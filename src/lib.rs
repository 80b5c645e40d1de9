//! Formboard - geometry resolution core for wiring-harness drawings
//!
//! This library maintains typed records for every instance in a harness
//! (connectors, cables, flagnotes, segments, nodes) and derives 2D
//! drawing geometry for them: the formboard graph of routing segments
//! is validated and solved into absolute node coordinates, and any
//! instance's placement is resolved by composing its chain of
//! parent-relative coordinate systems.
//!
//! Table I/O, SVG generation, BOM assembly and UI concerns live in
//! other tools; they talk to this core through the [`store::RecordStore`]
//! seam and [`geometry::resolve_instance`].
//!
//! # Example
//!
//! ```rust
//! use formboard::{solve, MemoryStore, RecordStore, SolveOptions};
//!
//! let mut store = MemoryStore::new();
//! solve(&mut store, &SolveOptions::new(["P1", "P2"])).unwrap();
//!
//! // Both anchors now exist as solved node records joined by a segment
//! assert!(store.get("P1").is_some());
//! assert!(store.get("P2").is_some());
//! ```

pub mod geometry;
pub mod store;

pub use geometry::{
    ensure_topology, propagate, resolve_instance, validate, BuildContext, ConfigError, CsysError,
    Point, Pose, SolverConfig, TopologyError,
};
pub use store::{
    FieldValue, Fields, InstanceRecord, MemoryStore, NodeRecord, OutputCsys, Record, RecordStore,
    SegmentRecord, StoreError, ORIGIN,
};

use thiserror::Error;
use tracing::debug;

/// Errors that can abort a solve pass
#[derive(Debug, Error)]
pub enum SolveError {
    /// The segment/node graph could not be built or is not a tree
    #[error("topology error: {0}")]
    Topology(#[from] TopologyError),

    /// A csys chain could not be resolved
    #[error("csys error: {0}")]
    Csys(#[from] CsysError),
}

/// Options for one solve pass over a record store snapshot
#[derive(Debug, Clone)]
pub struct SolveOptions {
    /// Declared anchor names the topology must cover
    pub anchors: Vec<String>,
    /// Origin node pinned at (0, 0); defaults to the end-A anchor of
    /// the first declared segment
    pub origin: Option<String>,
    /// Seed for placeholder geometry on auto-generated segments
    pub seed: u64,
    /// Solver configuration
    pub config: SolverConfig,
}

impl SolveOptions {
    pub fn new<I, T>(anchors: I) -> Self
    where
        I: IntoIterator<Item = T>,
        T: Into<String>,
    {
        Self {
            anchors: anchors.into_iter().map(Into::into).collect(),
            origin: None,
            seed: 0,
            config: SolverConfig::default(),
        }
    }

    /// Pin the coordinate origin to a specific anchor
    pub fn with_origin(mut self, origin: impl Into<String>) -> Self {
        self.origin = Some(origin.into());
        self
    }

    /// Seed the placeholder-geometry rng
    pub fn with_seed(mut self, seed: u64) -> Self {
        self.seed = seed;
        self
    }

    /// Replace the solver configuration
    pub fn with_config(mut self, config: SolverConfig) -> Self {
        self.config = config;
        self
    }
}

/// Run one full geometry pass against a record store snapshot:
/// topology build, tree validation, then coordinate propagation.
///
/// The pass is atomic with respect to derived fields: node coordinates
/// are only written back once the whole solve has succeeded. On any
/// error nothing downstream should treat the derived fields as valid.
pub fn solve<S: RecordStore>(store: &mut S, options: &SolveOptions) -> Result<(), SolveError> {
    let mut ctx = BuildContext::new(options.seed);
    ensure_topology(store, &options.anchors, &mut ctx, &options.config)?;
    validate(store, &options.anchors)?;
    propagate(store, options.origin.as_deref(), &options.config)?;
    debug!(anchors = options.anchors.len(), "solve pass complete");
    Ok(())
}

#[cfg(test)]
mod tests {
    use super::*;

    #[test]
    fn test_solve_two_anchor_store() {
        let mut store = MemoryStore::new();
        solve(&mut store, &SolveOptions::new(["P1", "P2"])).unwrap();

        let p1 = store.get("P1").unwrap().as_node().unwrap();
        assert_eq!(p1.position(), Point::new(0.0, 0.0));
        let p2 = store.get("P2").unwrap().as_node().unwrap();
        assert!(p2.position().x > 0.0);
        assert_eq!(p2.position().y, 0.0);
    }

    #[test]
    fn test_solve_insufficient_anchors() {
        let mut store = MemoryStore::new();
        let err = solve(&mut store, &SolveOptions::new(["P1"])).unwrap_err();
        assert!(matches!(
            err,
            SolveError::Topology(TopologyError::InsufficientTopology { .. })
        ));
    }

    #[test]
    fn test_solved_nodes_are_csys_resolvable() {
        let mut store = MemoryStore::new();
        let options = SolveOptions::new(["P1", "P2"]).with_seed(3);
        solve(&mut store, &options).unwrap();

        let pose = resolve_instance(&store, "P2", &options.config).unwrap();
        let node = store.get("P2").unwrap().as_node().unwrap();
        assert_eq!(pose.x, node.position().x);
        assert_eq!(pose.y, node.position().y);
    }
}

## Aim of the exercise
Provide only the number of lines above that contain the word "SolverConfig".

## Task result
4